Broader Impacts and Relevance to the Competition & NOAA’s Climate Program Office 

Heat is the deadliest weather-related hazard.  While we propose a rigorous evaluation of  WBGT, we recognize the limitations of the measure when interfacing with the public.  WBGT values are not intuitive, and a fatal WBGT (i.e., 94 ̊F) may be perceived as safe when  assumed to be on par with traditional heat index values. In response to the NOAA Climate  Program Office competition for MAPP: New Climate Monitoring Approaches and Products for  Areas of Climate Risk, we propose to evaluate WBGT formulas and calculate climatologies  and trends across the Southeast US, with a focus on urbanized and “seasonally-urban”  areas. Per the solicitation, we will develop a new climate monitoring product. This product  will be a Heat Vulnerability Index (HVI) based off WBGT analyses with an exposure,  sensitivity, and adaptive capacity component. We will test the HVI with four National  Weather Service Weather Forecast Offices and one Military partner.

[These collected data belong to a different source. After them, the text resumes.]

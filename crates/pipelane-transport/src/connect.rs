use std::io;
use std::time::Duration;

use tracing::trace;

use crate::connection::Connection;
use crate::error::{Result, TransportError};
use crate::name::Endpoint;

/// Delay between tries while waiting for a listener to appear.
pub const CONNECT_POLL_INTERVAL: Duration = Duration::from_millis(20);

/// Make one connect attempt, bounded by `timeout`.
///
/// An absent or busy endpoint is polled until the window closes, mirroring
/// a blocking named-pipe connect with a timeout. Any other failure is
/// returned immediately as [`TransportError::Connect`].
/// On Unix the runtime directory, once it exists, must be private to the
/// current user; otherwise the connect fails without polling.
pub async fn connect(endpoint: &Endpoint, timeout: Duration) -> Result<Connection> {
    let path = endpoint.address();

    #[cfg(unix)]
    if let Some(dir) = endpoint.runtime_dir() {
        crate::name::check_private_dir(dir).map_err(|source| TransportError::Connect {
            path: path.to_path_buf(),
            source,
        })?;
    }

    let attempt = async {
        loop {
            match connect_once(path).await {
                Ok(conn) => return Ok(conn),
                Err(err) if is_endpoint_unavailable(&err) => {
                    trace!(?path, error = %err, "endpoint unavailable; polling");
                    tokio::time::sleep(CONNECT_POLL_INTERVAL).await;
                }
                Err(source) => {
                    return Err(TransportError::Connect {
                        path: path.to_path_buf(),
                        source,
                    })
                }
            }
        }
    };

    match tokio::time::timeout(timeout, attempt).await {
        Ok(result) => result,
        Err(_) => Err(TransportError::ConnectTimeout {
            path: path.to_path_buf(),
            timeout,
        }),
    }
}

#[cfg(unix)]
async fn connect_once(path: &std::path::Path) -> io::Result<Connection> {
    crate::uds::connect_once(path).await
}

#[cfg(windows)]
async fn connect_once(path: &std::path::Path) -> io::Result<Connection> {
    crate::pipe::connect_once(path).await
}

/// The endpoint does not exist yet, every instance is taken, or the
/// listener went away while the attempt was queued.
fn is_endpoint_unavailable(err: &io::Error) -> bool {
    if matches!(
        err.kind(),
        io::ErrorKind::NotFound
            | io::ErrorKind::ConnectionRefused
            | io::ErrorKind::ConnectionReset
    ) {
        return true;
    }

    #[cfg(windows)]
    {
        use windows_sys::Win32::Foundation::ERROR_PIPE_BUSY;
        if err.raw_os_error() == Some(ERROR_PIPE_BUSY as i32) {
            return true;
        }
    }

    false
}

We will develop a real-time HVI monitor, similar to the US Drought Monitor, for operational  use. NOAA’s Climate Program Office has identified extreme heat in urban regions as an area  of focus. Our results will help support NWS’ Weather Ready Nation initiative by identifying areas of vulnerability useful for successful prediction and preparation of extreme heat  events. Furthermore, this index can be used in future National Climate Assessment  activities as a more accurate snapshot of extreme heat in the Southeast US.

We will address the project goals through five tasks: (1) Gather observations and evaluate  WBGT estimation formulas; (2) Develop WBGT climatologies and perform trend analysis;  (3) Build a WBGT based Heat Vulnerability Index (HVI); (4) Test gridded WBGT data and the HVI with project partners; (5) Participation on MAPP Task Force.